TSG101 is part of the ESCRT-I (32). ESCRT-I functions with the ESCRT-0, -II, -III in the sorting and trafficking of ubiquitylated cargo (33). Together the ESCRT complexes are critical mediators in the biogenesis of multivesicular bodies (MVB). The established role of TSG101 in endosomal trafficking, combined with the knowledge that single-stranded oligonucleotides are taken up into the cell through an endocytic process, prompted us to examine in more detail the role of TSG101 in the uptake of anti-miR-21.
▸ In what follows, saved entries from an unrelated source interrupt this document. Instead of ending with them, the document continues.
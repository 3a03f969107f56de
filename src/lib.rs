//! Open Telekom Cloud automation modules
//!
//! A harness that runs declarative modules against OTC: it validates the
//! caller's arguments, builds an authenticated session, reconciles the
//! desired state of one resource and reports a single result envelope.
//!
//! # Module Structure
//!
//! - [`args`] - argument schema, validation, secret handling
//! - [`otc`] - authentication, endpoint resolution, REST client, session factory
//! - [`services`] - typed service namespaces behind the session
//! - [`reconcile`] - drift, present/absent state machine, waiting
//! - [`envelope`] - module outcome and the result envelope
//! - [`module`] - module contract, registry, harness
//! - [`modules`] - shipped modules
//! - [`testing`] - in-memory cloud for tests

pub mod args;
pub mod config;
pub mod envelope;
pub mod error;
pub mod module;
pub mod modules;
pub mod otc;
pub mod reconcile;
pub mod services;
pub mod testing;
//! Network (Neutron v2.0) namespace

use async_trait::async_trait;
use futures::stream::BoxStream;
use serde_json::{json, Value};

use crate::otc::client::{Collection, OtcClient, Paging};
use crate::otc::http::ApiError;

pub const SECURITY_GROUPS: Collection = Collection {
    service: "network",
    path: "/security-groups",
    items_key: "security_groups",
    item_key: Some("security_group"),
    paging: Paging::Marker,
    name_query: Some("name"),
    kind: "security group",
};

pub const NETWORKS: Collection = Collection {
    service: "network",
    path: "/networks",
    items_key: "networks",
    item_key: Some("network"),
    paging: Paging::Marker,
    name_query: Some("name"),
    kind: "network",
};

#[async_trait]
pub trait NetworkApi: Send + Sync {
    fn security_groups(&self, query: Vec<(String, String)>) -> BoxStream<'_, Result<Value, ApiError>>;

    async fn find_security_group(&self, name_or_id: &str) -> Result<Option<Value>, ApiError>;

    async fn create_security_group(&self, attrs: Value) -> Result<Value, ApiError>;

    async fn update_security_group(&self, id: &str, attrs: Value) -> Result<Value, ApiError>;

    async fn delete_security_group(&self, id: &str) -> Result<(), ApiError>;

    async fn find_network(&self, name_or_id: &str) -> Result<Option<Value>, ApiError>;
}

#[async_trait]
impl NetworkApi for OtcClient {
    fn security_groups(&self, query: Vec<(String, String)>) -> BoxStream<'_, Result<Value, ApiError>> {
        self.list(&SECURITY_GROUPS, query)
    }

    async fn find_security_group(&self, name_or_id: &str) -> Result<Option<Value>, ApiError> {
        self.find(&SECURITY_GROUPS, name_or_id, Vec::new()).await
    }

    async fn create_security_group(&self, attrs: Value) -> Result<Value, ApiError> {
        self.create(&SECURITY_GROUPS, attrs).await
    }

    async fn update_security_group(&self, id: &str, attrs: Value) -> Result<Value, ApiError> {
        let url = self.item_url(&SECURITY_GROUPS, id)?;
        let body = json!({ "security_group": attrs });
        let response = self.put(&url, Some(&body)).await?;
        Ok(SECURITY_GROUPS.unwrap_item(response))
    }

    async fn delete_security_group(&self, id: &str) -> Result<(), ApiError> {
        self.remove(&SECURITY_GROUPS, id).await
    }

    async fn find_network(&self, name_or_id: &str) -> Result<Option<Value>, ApiError> {
        self.find(&NETWORKS, name_or_id, Vec::new()).await
    }
}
Transfection of SKHEP1 miR-21 reporter with three independent siRNAs targeting TSG101 led to robust depletion of TSG101 mRNA and protein (Supplementary Figure S2A and B). The knockdown of TSG101 significantly improved productive free uptake of anti-miR-21 as indicated by the more than 20-fold increase in the activity of miR-21 luciferase reporter (Figure 2C). The effects of TSG101 knockdown were not limited to a specific anti-miR, as the uptake of two additional chemically distinct anti-miR-21 was similarly improved by TSG101 siRNA treatment (Figure 2C and Supplementary Figure S2C). Importantly, knockdown of TSG101 had limited effects on the level of mature miR-21 (Supplementary Figure S2D).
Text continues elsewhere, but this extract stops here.